• **ASSIGNMENT**
Copy nothing from the entries below except the lines from the one containing "false, false, true]" through the one containing "pub struct ConnectionGuard", and copy those exactly.

• **SOURCE MATERIAL**
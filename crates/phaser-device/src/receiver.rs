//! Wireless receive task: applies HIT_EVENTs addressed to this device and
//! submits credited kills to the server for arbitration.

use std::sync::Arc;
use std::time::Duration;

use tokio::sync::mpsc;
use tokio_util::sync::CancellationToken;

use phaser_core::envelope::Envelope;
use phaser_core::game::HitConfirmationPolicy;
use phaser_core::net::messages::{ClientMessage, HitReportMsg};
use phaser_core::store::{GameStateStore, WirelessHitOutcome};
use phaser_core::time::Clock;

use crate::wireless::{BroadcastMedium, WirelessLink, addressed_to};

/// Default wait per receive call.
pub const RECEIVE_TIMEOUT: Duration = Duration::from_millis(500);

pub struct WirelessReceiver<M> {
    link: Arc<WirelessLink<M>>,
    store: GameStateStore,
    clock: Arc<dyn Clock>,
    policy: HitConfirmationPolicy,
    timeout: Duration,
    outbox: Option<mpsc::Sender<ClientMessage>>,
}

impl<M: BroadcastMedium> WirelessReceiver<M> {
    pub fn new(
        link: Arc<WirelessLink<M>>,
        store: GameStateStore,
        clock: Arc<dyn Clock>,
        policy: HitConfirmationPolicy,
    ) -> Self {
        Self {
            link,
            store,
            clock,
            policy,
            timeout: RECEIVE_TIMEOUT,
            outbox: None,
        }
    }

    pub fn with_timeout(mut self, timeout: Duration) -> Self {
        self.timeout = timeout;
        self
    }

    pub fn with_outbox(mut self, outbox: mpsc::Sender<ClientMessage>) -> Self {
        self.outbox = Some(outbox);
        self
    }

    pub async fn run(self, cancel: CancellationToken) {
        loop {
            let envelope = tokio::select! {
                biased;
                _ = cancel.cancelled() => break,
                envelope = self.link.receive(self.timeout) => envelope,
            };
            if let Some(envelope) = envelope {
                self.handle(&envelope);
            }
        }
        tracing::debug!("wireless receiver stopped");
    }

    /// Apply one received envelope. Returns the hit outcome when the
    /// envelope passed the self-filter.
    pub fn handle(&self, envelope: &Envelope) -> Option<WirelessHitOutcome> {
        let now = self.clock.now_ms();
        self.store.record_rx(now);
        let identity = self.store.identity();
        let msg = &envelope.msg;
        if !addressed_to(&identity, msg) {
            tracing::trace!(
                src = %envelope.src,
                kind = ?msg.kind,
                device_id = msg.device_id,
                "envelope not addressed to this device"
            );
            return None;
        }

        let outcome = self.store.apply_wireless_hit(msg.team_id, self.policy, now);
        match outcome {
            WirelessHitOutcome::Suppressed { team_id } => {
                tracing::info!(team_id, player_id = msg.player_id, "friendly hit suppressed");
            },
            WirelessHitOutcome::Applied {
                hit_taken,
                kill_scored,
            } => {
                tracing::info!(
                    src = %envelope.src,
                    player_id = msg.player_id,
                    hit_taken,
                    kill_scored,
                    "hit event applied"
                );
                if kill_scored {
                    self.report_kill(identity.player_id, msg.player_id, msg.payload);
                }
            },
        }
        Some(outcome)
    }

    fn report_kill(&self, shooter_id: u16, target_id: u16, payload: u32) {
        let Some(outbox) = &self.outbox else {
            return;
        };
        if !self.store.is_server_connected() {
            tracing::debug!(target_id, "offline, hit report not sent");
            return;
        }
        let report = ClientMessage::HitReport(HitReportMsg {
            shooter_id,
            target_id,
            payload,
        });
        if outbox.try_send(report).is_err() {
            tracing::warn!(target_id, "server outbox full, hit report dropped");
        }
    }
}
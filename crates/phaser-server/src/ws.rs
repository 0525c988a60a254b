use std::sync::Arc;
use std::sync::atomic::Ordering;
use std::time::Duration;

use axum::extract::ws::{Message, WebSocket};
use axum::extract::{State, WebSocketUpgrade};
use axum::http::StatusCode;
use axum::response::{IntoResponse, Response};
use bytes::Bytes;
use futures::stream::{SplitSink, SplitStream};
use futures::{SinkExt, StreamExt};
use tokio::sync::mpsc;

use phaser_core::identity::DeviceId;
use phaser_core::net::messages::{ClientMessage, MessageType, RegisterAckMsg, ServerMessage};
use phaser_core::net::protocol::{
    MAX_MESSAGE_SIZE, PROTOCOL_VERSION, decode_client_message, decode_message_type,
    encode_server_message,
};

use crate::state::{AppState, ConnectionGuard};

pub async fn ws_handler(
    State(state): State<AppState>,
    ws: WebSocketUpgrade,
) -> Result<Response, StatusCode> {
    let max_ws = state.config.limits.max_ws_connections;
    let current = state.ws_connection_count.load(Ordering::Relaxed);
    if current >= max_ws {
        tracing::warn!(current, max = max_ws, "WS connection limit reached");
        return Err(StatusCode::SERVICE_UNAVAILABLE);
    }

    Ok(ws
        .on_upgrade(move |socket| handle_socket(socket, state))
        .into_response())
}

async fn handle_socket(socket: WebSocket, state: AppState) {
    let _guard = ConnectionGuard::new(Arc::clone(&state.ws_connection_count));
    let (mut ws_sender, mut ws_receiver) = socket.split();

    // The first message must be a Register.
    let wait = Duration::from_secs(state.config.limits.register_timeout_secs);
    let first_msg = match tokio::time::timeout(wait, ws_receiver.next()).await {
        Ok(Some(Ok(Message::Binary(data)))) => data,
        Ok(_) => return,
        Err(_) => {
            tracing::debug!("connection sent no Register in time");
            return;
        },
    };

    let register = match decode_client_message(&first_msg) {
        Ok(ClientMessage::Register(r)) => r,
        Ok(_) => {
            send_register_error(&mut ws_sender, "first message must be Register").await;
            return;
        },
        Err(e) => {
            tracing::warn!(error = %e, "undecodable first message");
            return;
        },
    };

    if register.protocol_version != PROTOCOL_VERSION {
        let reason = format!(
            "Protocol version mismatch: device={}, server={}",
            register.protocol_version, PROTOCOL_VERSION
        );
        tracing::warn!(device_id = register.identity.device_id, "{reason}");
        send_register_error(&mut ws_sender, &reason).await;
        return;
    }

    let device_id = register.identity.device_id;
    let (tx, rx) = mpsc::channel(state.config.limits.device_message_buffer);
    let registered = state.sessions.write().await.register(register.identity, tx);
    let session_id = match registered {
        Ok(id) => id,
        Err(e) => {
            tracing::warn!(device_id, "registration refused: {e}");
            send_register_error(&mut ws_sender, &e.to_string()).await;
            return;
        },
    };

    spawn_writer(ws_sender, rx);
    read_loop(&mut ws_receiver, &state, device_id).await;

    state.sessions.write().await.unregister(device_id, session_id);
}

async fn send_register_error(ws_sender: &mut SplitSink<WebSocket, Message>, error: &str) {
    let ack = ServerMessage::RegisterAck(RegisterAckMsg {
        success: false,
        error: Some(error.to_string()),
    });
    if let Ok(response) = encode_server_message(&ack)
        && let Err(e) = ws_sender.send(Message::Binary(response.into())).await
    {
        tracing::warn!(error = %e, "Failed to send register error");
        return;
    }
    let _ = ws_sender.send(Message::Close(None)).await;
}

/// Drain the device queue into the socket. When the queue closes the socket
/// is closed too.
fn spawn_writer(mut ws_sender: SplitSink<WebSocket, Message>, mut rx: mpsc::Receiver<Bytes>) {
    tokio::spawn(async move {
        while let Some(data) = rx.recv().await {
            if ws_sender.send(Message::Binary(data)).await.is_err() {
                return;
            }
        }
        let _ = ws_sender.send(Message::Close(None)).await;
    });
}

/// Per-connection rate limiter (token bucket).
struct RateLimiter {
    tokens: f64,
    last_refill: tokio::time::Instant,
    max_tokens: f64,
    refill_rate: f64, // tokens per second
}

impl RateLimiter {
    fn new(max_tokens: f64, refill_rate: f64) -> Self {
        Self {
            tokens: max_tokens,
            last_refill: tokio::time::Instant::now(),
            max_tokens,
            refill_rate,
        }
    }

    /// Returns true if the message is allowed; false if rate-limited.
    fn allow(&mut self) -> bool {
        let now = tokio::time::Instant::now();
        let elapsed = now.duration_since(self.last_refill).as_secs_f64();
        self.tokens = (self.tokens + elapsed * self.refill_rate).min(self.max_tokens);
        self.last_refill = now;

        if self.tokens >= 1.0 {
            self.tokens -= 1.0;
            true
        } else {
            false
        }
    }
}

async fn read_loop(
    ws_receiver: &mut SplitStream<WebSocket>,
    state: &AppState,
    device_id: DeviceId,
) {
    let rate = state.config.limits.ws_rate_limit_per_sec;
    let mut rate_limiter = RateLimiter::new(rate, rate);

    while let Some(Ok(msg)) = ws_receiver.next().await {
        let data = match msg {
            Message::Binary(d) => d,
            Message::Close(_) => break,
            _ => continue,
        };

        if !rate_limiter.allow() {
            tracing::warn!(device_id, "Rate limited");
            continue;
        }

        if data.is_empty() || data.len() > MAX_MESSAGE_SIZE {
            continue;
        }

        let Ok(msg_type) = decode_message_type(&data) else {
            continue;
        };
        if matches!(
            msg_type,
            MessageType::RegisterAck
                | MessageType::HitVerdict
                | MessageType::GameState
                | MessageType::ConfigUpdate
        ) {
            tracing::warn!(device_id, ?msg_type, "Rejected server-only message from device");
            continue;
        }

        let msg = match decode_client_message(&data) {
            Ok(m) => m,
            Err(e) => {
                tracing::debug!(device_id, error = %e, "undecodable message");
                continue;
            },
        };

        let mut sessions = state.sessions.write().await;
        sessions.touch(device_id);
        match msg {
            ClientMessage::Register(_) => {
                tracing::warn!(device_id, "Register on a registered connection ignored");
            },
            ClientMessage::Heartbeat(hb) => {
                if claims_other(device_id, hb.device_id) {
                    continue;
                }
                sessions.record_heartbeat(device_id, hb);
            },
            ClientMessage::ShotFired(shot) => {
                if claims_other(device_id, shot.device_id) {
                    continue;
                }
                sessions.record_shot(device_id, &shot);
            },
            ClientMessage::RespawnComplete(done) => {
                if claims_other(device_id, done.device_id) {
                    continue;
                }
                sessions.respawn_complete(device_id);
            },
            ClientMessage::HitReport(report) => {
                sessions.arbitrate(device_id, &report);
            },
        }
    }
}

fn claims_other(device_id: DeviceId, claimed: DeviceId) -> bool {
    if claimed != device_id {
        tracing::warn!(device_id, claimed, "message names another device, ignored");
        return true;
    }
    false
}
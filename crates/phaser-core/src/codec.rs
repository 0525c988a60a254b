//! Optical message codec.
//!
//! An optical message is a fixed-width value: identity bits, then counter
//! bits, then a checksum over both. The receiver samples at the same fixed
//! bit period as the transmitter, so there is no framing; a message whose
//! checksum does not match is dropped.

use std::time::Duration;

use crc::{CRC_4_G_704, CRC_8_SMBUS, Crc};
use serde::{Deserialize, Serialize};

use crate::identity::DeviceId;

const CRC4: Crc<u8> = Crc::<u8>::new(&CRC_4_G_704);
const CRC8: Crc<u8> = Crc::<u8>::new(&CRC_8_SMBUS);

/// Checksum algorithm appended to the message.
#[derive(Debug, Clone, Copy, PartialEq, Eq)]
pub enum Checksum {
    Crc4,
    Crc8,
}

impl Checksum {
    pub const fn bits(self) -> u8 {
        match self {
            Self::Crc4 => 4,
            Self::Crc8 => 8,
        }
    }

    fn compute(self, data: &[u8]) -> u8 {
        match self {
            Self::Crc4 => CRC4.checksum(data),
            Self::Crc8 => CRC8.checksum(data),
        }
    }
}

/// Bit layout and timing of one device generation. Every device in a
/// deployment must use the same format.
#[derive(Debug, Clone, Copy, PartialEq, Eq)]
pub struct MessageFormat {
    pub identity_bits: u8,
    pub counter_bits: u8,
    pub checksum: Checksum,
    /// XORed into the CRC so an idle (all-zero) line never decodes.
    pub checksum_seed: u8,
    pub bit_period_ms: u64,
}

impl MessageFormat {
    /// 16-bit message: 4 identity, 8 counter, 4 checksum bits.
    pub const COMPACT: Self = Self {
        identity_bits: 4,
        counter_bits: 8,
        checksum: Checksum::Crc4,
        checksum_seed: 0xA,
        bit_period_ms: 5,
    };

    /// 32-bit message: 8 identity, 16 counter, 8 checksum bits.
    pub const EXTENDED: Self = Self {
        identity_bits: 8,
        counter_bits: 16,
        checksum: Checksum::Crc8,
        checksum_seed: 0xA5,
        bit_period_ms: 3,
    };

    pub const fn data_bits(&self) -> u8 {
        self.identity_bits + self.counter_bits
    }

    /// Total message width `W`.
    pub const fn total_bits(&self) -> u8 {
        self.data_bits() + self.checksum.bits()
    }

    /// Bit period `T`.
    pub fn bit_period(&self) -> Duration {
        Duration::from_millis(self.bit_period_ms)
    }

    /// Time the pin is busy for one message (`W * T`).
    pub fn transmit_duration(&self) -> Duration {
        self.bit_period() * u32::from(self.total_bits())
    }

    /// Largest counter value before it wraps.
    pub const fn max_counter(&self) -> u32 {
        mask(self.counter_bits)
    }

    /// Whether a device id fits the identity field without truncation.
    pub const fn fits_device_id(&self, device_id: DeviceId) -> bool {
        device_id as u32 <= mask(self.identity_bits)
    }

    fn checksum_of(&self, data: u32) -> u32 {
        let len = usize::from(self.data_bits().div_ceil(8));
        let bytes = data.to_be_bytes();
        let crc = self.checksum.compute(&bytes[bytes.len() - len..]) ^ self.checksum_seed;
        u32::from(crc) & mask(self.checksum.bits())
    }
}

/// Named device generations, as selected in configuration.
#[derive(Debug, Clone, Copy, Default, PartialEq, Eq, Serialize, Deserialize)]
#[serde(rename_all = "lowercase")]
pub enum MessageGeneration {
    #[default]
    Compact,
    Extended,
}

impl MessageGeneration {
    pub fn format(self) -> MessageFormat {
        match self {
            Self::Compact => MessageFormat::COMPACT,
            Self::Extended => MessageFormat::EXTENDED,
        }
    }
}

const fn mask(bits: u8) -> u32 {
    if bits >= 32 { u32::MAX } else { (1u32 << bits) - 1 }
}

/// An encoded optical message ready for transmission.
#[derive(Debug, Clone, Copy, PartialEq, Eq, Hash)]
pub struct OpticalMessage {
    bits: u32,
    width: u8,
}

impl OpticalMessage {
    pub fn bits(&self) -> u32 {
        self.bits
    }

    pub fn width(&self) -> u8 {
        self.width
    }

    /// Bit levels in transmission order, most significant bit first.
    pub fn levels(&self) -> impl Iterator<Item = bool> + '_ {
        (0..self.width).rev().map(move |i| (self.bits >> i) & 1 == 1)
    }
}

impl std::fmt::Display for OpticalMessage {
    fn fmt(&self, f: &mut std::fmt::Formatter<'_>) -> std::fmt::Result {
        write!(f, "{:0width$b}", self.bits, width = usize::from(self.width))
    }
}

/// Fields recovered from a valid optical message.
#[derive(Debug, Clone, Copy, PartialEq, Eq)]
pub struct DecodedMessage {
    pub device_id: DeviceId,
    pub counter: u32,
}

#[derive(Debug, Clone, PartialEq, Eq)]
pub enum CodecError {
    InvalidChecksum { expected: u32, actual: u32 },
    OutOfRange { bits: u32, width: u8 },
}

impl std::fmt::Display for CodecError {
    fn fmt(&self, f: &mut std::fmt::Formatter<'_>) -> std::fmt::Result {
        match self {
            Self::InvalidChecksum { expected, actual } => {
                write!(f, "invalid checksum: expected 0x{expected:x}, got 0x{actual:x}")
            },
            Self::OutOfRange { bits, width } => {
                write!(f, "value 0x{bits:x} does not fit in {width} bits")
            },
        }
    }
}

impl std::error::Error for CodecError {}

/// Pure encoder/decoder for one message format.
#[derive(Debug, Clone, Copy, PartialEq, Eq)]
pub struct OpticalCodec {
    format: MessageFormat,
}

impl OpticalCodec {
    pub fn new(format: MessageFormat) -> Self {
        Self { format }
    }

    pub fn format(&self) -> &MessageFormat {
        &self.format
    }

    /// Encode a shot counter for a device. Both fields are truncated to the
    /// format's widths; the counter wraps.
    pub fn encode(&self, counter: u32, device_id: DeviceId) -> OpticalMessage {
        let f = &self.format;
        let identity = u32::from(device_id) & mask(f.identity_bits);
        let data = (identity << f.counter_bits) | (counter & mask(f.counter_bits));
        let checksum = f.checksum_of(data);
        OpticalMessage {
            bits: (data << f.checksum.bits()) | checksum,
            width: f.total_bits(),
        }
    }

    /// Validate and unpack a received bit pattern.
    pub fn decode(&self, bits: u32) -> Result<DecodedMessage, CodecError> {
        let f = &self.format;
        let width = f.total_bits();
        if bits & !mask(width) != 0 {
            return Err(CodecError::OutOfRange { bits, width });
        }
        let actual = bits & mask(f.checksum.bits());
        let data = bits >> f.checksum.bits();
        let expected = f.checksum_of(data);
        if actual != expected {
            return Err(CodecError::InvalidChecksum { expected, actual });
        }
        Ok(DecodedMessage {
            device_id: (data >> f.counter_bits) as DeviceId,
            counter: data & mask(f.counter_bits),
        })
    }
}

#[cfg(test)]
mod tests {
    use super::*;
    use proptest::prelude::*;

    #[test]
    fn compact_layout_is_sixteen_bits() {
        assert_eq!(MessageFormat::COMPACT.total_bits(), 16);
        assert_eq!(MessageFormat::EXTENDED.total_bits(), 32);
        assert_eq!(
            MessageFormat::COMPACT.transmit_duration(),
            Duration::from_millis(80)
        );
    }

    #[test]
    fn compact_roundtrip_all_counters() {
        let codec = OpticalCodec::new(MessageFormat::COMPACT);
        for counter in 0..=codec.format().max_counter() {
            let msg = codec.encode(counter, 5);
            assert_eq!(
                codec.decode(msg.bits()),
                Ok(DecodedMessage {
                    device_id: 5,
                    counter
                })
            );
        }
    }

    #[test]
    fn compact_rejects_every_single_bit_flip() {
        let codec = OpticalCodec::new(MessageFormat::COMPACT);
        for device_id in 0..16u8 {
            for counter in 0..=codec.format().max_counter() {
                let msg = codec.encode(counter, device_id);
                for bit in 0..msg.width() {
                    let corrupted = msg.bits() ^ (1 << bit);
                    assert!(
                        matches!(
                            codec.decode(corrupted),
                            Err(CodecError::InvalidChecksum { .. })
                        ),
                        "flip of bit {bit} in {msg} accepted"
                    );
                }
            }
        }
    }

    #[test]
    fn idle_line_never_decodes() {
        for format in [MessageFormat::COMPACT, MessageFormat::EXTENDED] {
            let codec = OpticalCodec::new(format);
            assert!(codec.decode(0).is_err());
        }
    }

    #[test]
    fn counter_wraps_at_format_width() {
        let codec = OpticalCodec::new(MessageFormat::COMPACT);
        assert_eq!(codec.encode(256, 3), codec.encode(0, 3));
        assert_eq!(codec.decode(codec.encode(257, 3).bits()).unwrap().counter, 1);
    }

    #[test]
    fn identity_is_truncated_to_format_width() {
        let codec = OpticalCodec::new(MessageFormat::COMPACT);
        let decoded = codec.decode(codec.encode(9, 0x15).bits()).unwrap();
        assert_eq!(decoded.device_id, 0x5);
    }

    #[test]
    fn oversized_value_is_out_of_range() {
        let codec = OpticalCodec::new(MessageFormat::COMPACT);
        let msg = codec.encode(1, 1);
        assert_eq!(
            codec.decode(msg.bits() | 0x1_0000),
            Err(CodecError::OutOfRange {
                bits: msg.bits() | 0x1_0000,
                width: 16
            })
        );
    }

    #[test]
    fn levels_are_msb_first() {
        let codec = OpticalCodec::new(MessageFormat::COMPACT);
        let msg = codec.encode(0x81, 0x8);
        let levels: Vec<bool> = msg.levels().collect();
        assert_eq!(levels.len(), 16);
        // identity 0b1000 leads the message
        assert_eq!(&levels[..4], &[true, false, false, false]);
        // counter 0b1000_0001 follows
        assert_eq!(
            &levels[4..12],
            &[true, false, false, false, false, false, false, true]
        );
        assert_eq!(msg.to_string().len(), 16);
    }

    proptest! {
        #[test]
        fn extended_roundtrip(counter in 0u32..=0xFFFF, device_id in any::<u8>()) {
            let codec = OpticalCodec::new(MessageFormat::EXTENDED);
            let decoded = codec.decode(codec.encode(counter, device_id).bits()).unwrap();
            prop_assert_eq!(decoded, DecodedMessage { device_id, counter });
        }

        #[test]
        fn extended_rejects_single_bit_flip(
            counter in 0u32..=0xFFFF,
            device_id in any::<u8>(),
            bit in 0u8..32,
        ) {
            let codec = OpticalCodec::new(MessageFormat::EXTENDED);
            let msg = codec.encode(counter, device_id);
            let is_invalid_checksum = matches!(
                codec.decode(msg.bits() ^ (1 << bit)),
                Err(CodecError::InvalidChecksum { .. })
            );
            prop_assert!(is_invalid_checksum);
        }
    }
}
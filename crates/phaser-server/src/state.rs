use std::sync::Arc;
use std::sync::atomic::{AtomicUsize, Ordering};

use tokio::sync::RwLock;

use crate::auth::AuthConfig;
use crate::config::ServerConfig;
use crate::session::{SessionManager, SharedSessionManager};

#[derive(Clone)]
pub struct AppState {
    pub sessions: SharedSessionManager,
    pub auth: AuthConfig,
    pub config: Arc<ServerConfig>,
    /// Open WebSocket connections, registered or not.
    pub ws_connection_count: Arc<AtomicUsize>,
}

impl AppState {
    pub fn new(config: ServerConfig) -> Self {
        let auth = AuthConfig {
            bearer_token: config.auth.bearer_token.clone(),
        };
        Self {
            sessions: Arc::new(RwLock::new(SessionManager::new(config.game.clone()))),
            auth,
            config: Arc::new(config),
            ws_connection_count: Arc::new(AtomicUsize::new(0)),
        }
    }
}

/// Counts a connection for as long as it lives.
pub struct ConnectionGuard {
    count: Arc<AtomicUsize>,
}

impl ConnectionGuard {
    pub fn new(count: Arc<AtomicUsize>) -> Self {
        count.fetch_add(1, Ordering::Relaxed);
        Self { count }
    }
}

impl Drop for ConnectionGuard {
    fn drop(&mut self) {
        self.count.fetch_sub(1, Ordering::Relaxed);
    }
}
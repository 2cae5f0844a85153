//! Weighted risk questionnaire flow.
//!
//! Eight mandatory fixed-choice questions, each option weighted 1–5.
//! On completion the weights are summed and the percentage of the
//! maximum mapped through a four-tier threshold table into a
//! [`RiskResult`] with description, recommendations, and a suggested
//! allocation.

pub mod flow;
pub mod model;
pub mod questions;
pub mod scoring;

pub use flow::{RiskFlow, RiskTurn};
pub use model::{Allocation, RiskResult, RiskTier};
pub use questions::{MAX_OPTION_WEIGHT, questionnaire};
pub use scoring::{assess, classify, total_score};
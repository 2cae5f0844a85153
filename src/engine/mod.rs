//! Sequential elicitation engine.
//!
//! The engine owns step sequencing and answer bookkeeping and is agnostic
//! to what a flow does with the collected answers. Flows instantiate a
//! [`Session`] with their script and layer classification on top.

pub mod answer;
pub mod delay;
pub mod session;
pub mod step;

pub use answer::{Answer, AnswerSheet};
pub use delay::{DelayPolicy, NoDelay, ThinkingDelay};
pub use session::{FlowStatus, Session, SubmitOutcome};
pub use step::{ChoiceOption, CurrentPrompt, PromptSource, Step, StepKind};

• **ANSWER BOX**
            &[true, false, false, false, false, false, false, true]
        );
        assert_eq!(msg.to_string().len(), 16);
    }

    proptest! {
        #[test]
        fn extended_roundtrip(counter in 0u32..=0xFFFF, device_id in any::<u8>()) {
            let codec = OpticalCodec::new(MessageFormat::EXTENDED);
            let decoded = codec.decode(codec.encode(counter, device_id).bits()).unwrap();
            prop_assert_eq!(decoded, DecodedMessage { device_id, counter });
        }

        #[test]
        fn extended_rejects_single_bit_flip(
            counter in 0u32..=0xFFFF,
            device_id in any::<u8>(),
            bit in 0u8..32,
        ) {
            let codec = OpticalCodec::new(MessageFormat::EXTENDED);
            let msg = codec.encode(counter, device_id);
            let is_invalid_checksum = matches!(
                codec.decode(msg.bits() ^ (1 << bit)),
                Err(CodecError::InvalidChecksum { .. })
            );
            prop_assert!(is_invalid_checksum);
        }
    }
}
filename crates/phaser-server/src/state.rs
use std::sync::Arc;
use std::sync::atomic::{AtomicUsize, Ordering};

use tokio::sync::RwLock;

use crate::auth::AuthConfig;
use crate::config::ServerConfig;
use crate::session::{SessionManager, SharedSessionManager};

#[derive(Clone)]
pub struct AppState {
    pub sessions: SharedSessionManager,
    pub auth: AuthConfig,
    pub config: Arc<ServerConfig>,
    /// Open WebSocket connections, registered or not.
    pub ws_connection_count: Arc<AtomicUsize>,
}

impl AppState {
    pub fn new(config: ServerConfig) -> Self {
        let auth = AuthConfig {
            bearer_token: config.auth.bearer_token.clone(),
        };
        Self {
            sessions: Arc::new(RwLock::new(SessionManager::new(config.game.clone()))),
            auth,
            config: Arc::new(config),
            ws_connection_count: Arc::new(AtomicUsize::new(0)),
        }
    }
}

/// Counts a connection for as long as it lives.
pub struct ConnectionGuard {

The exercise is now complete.